There could be a number of reasons why SiteSucker fails to download a site. First, check the log file for any errors. If there are no errors or the errors don’t account for the problem, turn on the Log Warnings option under the Log settings and try to download the site again. The warnings will probably explain why the download failed.

In many cases, files aren’t downloaded because they are located on another server (try turning on the Include Supporting Files option in the General settings to fix this) or they are subject to robot exclusions (try turning on the Ignore Robot Exclusions option in the General settings).

If the errors or warnings don’t reveal the problem, you might want to try changing the Identity option in the Request settings. Some sites are particular about which browsers they will allow. The Identity setting allows you to “fool” the site into thinking that you’re using an approved browser.

If none of that works, try turning on the Download Using Web Views option under the Webpage settings. Some webpages are built using JavaScript, and without this option being on, SiteSucker may download a page that is incomplete.

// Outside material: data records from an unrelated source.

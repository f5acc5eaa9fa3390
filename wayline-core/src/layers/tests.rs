//! Unit tests for the layer lifecycle manager.

use super::*;
use crate::test_support::{RecordedContent, RecordingSurface, RecordingSurfaceFactory};
use crate::{MapViewportController, RouteGeometryGenerator};
use rstest::{fixture, rstest};

fn coord(latitude: f64, longitude: f64) -> Coordinate {
    Coordinate::new(latitude, longitude).expect("valid coordinate")
}

struct Route {
    waypoints: Waypoints,
    viewport: ViewportSpec,
    labels: RouteLabels,
}

fn route(origin: Coordinate, destination: Coordinate) -> Route {
    Route {
        waypoints: RouteGeometryGenerator::default().generate(origin, destination),
        viewport: MapViewportController::default().compute(origin, destination),
        labels: RouteLabels::new("Centralstationen", "Lindholmen"),
    }
}

#[fixture]
fn gothenburg() -> Route {
    route(coord(57.70887, 11.97456), coord(57.70713, 11.93829))
}

#[fixture]
fn manager() -> MapLayerLifecycleManager<RecordingSurfaceFactory> {
    MapLayerLifecycleManager::new(
        RecordingSurfaceFactory::default(),
        SurfaceContainer::new("ride-map"),
    )
}

fn surface(manager: &MapLayerLifecycleManager<RecordingSurfaceFactory>) -> &RecordingSurface {
    manager.surface().expect("surface created")
}

#[rstest]
fn render_draws_every_layer_kind(
    gothenburg: Route,
    mut manager: MapLayerLifecycleManager<RecordingSurfaceFactory>,
) {
    let report = manager
        .render(&gothenburg.waypoints, &gothenburg.viewport, &gothenburg.labels)
        .expect("render succeeds");

    assert_eq!(report.removed, 0);
    assert_eq!(report.count(LayerKind::OutlineLine), 1);
    assert_eq!(report.count(LayerKind::PrimaryLine), 1);
    assert_eq!(report.count(LayerKind::StartMarker), 1);
    assert_eq!(report.count(LayerKind::EndMarker), 1);
    assert_eq!(report.count(LayerKind::DirectionArrow), 5);
    assert_eq!(report.total(), 9);
    assert_eq!(surface(&manager).overlay_count(), 9);
    assert_eq!(surface(&manager).view(), Some(&gothenburg.viewport));
}

#[rstest]
fn rerender_leaves_exactly_one_route(
    gothenburg: Route,
    mut manager: MapLayerLifecycleManager<RecordingSurfaceFactory>,
) {
    manager
        .render(&gothenburg.waypoints, &gothenburg.viewport, &gothenburg.labels)
        .expect("first render");
    let second = route(coord(57.6896, 11.9733), coord(57.6969, 11.9865));
    let report = manager
        .render(&second.waypoints, &second.viewport, &second.labels)
        .expect("second render");

    assert_eq!(report.removed, 9);
    assert_eq!(surface(&manager).polyline_count(), 2);
    assert_eq!(manager.layers().len(), report.total());
    assert_eq!(manager.factory().created(), 1);
}

#[rstest]
fn same_route_twice_is_idempotent(
    gothenburg: Route,
    mut manager: MapLayerLifecycleManager<RecordingSurfaceFactory>,
) {
    let first = manager
        .render(&gothenburg.waypoints, &gothenburg.viewport, &gothenburg.labels)
        .expect("first render");
    let second = manager
        .render(&gothenburg.waypoints, &gothenburg.viewport, &gothenburg.labels)
        .expect("second render");
    assert_eq!(first.drawn, second.drawn);
    assert_eq!(surface(&manager).overlay_count(), first.total());
}

#[rstest]
fn outline_sits_below_primary(
    gothenburg: Route,
    mut manager: MapLayerLifecycleManager<RecordingSurfaceFactory>,
) {
    manager
        .render(&gothenburg.waypoints, &gothenburg.viewport, &gothenburg.labels)
        .expect("render");
    let handle_of = |kind| {
        manager
            .layers()
            .iter()
            .find(|layer| layer.kind == kind)
            .map(|layer| layer.handle)
            .expect("layer recorded")
    };
    let outline = surface(&manager)
        .z_index(handle_of(LayerKind::OutlineLine))
        .expect("outline on surface");
    let primary = surface(&manager)
        .z_index(handle_of(LayerKind::PrimaryLine))
        .expect("primary on surface");
    assert_eq!(outline, 1, "outline sits directly above base tiles");
    assert!(outline < primary);
}

#[rstest]
fn popups_escape_location_names(mut manager: MapLayerLifecycleManager<RecordingSurfaceFactory>) {
    let mut unsafe_route = route(coord(57.70, 11.90), coord(57.71, 11.92));
    unsafe_route.labels = RouteLabels::new("<script>", "Tom & Jerry's");
    manager
        .render(&unsafe_route.waypoints, &unsafe_route.viewport, &unsafe_route.labels)
        .expect("render");

    let popups: Vec<_> = surface(&manager)
        .overlays()
        .filter_map(|layer| layer.popup.clone())
        .collect();
    assert_eq!(
        popups,
        vec![
            "<strong>Pickup</strong><br>&lt;script&gt;".to_owned(),
            "<strong>Drop-off</strong><br>Tom &amp; Jerry&#39;s".to_owned(),
        ]
    );
}

#[rstest]
fn direct_route_has_no_arrows(mut manager: MapLayerLifecycleManager<RecordingSurfaceFactory>) {
    let point = coord(57.70887, 11.97456);
    let same = route(point, point);
    let report = manager
        .render(&same.waypoints, &same.viewport, &same.labels)
        .expect("render");
    assert_eq!(report.count(LayerKind::DirectionArrow), 0);
    assert_eq!(report.total(), 4);
}

#[rstest]
fn unmounted_container_draws_nothing(gothenburg: Route) {
    let mut manager = MapLayerLifecycleManager::new(
        RecordingSurfaceFactory::unmounted(),
        SurfaceContainer::new("ride-map"),
    );
    let err = manager
        .render(&gothenburg.waypoints, &gothenburg.viewport, &gothenburg.labels)
        .expect_err("container missing");
    assert!(matches!(err, LayerError::SurfaceUnavailable(_)));
    assert!(manager.surface().is_none());
    assert!(!manager.has_layers());

    manager.factory_mut().mount();
    manager
        .render(&gothenburg.waypoints, &gothenburg.viewport, &gothenburg.labels)
        .expect("render after mount");
    assert_eq!(manager.factory().created(), 1);
}

#[rstest]
fn foreign_layers_survive_sweeps(
    gothenburg: Route,
    mut manager: MapLayerLifecycleManager<RecordingSurfaceFactory>,
) {
    manager.initialise().expect("initialise");
    let foreign = manager
        .surface_mut()
        .expect("surface")
        .add_foreign_marker(coord(57.0, 11.0));
    manager
        .render(&gothenburg.waypoints, &gothenburg.viewport, &gothenburg.labels)
        .expect("render");
    manager.clear();

    let remaining = surface(&manager);
    assert!(remaining.layer(foreign).is_some());
    assert_eq!(remaining.overlay_count(), 1);
    assert!(
        remaining
            .layers()
            .iter()
            .any(|layer| layer.content == RecordedContent::Base)
    );
}

#[rstest]
fn partial_render_is_swept_next_time(gothenburg: Route) {
    let mut manager = MapLayerLifecycleManager::new(
        RecordingSurfaceFactory::default().with_add_limit(3),
        SurfaceContainer::new("ride-map"),
    );
    let err = manager
        .render(&gothenburg.waypoints, &gothenburg.viewport, &gothenburg.labels)
        .expect_err("fourth add rejected");
    assert!(matches!(
        err,
        LayerError::Surface {
            operation: "add end marker",
            ..
        }
    ));
    assert_eq!(manager.layers().len(), 3);

    assert_eq!(manager.clear(), 3);
    assert_eq!(surface(&manager).overlay_count(), 0);
}

#[rstest]
#[case(TeardownPolicy::ClearLayers, true)]
#[case(TeardownPolicy::DestroySurface, false)]
fn teardown_follows_policy(
    gothenburg: Route,
    #[from(manager)] fresh: MapLayerLifecycleManager<RecordingSurfaceFactory>,
    #[case] policy: TeardownPolicy,
    #[case] keeps_surface: bool,
) {
    let mut manager = fresh.with_teardown_policy(policy);
    manager
        .render(&gothenburg.waypoints, &gothenburg.viewport, &gothenburg.labels)
        .expect("render");
    manager.teardown();

    assert!(!manager.has_layers());
    assert_eq!(manager.surface().is_some(), keeps_surface);
    if let Some(kept) = manager.surface() {
        assert_eq!(kept.overlay_count(), 0);
    }
}

#[rstest]
fn destroyed_surface_is_recreated_on_next_render(
    gothenburg: Route,
    #[from(manager)] fresh: MapLayerLifecycleManager<RecordingSurfaceFactory>,
) {
    let mut manager = fresh.for_embedding(Embedding::DashboardPreview);
    manager
        .render(&gothenburg.waypoints, &gothenburg.viewport, &gothenburg.labels)
        .expect("render");
    manager.teardown();
    manager
        .render(&gothenburg.waypoints, &gothenburg.viewport, &gothenburg.labels)
        .expect("render again");
    assert_eq!(manager.factory().created(), 2);
}

#[rstest]
#[case(Embedding::DashboardPreview, TeardownPolicy::DestroySurface)]
#[case(Embedding::RideDetails, TeardownPolicy::ClearLayers)]
fn embeddings_map_to_policies(#[case] embedding: Embedding, #[case] expected: TeardownPolicy) {
    assert_eq!(embedding.teardown_policy(), expected);
}

#[rstest]
fn arrows_are_capped_and_point_forward() {
    let points: Vec<_> = (0..40)
        .map(|step| coord(0.0, f64::from(step) * 0.001))
        .collect();
    let placements = arrow_placements(&points, 5);
    assert_eq!(placements.len(), 5);
    for (_, rotation) in &placements {
        assert!(rotation.abs() < 1e-9, "eastward arrows have zero rotation");
    }
}

#[rstest]
#[case(2, 5, 0)]
#[case(3, 5, 1)]
#[case(7, 5, 5)]
#[case(12, 5, 5)]
#[case(50, 0, 0)]
fn arrow_count_never_exceeds_cap(
    #[case] len: u32,
    #[case] cap: usize,
    #[case] expected: usize,
) {
    let points: Vec<_> = (0..len)
        .map(|step| coord(f64::from(step) * 0.001, 0.0))
        .collect();
    assert_eq!(arrow_placements(&points, cap).len(), expected);
}

#[rstest]
fn northward_arrow_points_up() {
    let points = [coord(0.0, 0.0), coord(0.0, 0.0), coord(1.0, 0.0)];
    let placements = arrow_placements(&points, 5);
    let (_, rotation) = placements.first().expect("one arrow");
    assert!((rotation - 90.0).abs() < 1e-9);
}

You can also use the Suggested Settings feature, which recommends changing certain settings when specific conditions are detected while downloading a site. If you apply these changes and download the site again, SiteSucker may be able to download more files and get better results.

Why doesn’t SiteSucker remember my changes to the settings?

The settings in SiteSucker only apply to the document containing the settings. So, if you create a new document, adjust the settings, download a site using the document, and then close the document without saving it, the settings for that document will not be “remembered” by SiteSucker. If you save the document after adjusting the settings, then that document will have the same settings whenever you open it.

New documents are assigned the user default settings. To set the user default settings, create a new document or open an existing document, change the document’s settings, and then choose Save As User Defaults under the Settings menu or click the Save As User Defaults button in the Settings dialog to save those settings as the new user defaults.

Why won’t SiteSucker download files from my site’s www subdomain?

By default, SiteSucker limits the download to those files on the host of the original file being downloaded. So, if you enter the URL http://site.com, SiteSucker will only download from site.com and not from www.site.com. To have SiteSucker include www.site.com URLs in the download, add http://www.site.com and/or https://www.site.com to the Include table under the URL settings.

If the site redirects all www.site.com URLs to site.com, then all of your downloaded files will end up in the site.com folder. If not, you can use the Replace table under the Path settings to redirect downloaded files to the site.com folder. Specifically, enter strings like these:

Search Pattern: www\.site\.com(.*)
Substitution Template: site.com$1

This will replace “www.site.com” at the beginning of any path (relative to the destination folder) with “site.com”.

Why won’t SiteSucker download rollover images?

Rollover images are images that appear when your mouse moves over a link on a webpage. SiteSucker doesn’t download rollover images because they are displayed using JavaScript. If the JavaScript is embedded in the HTML text and is fairly simple, you might be able to extract the rollover image URL from the JavaScript by using the Patterns setting in the Webpage settings or by using a script.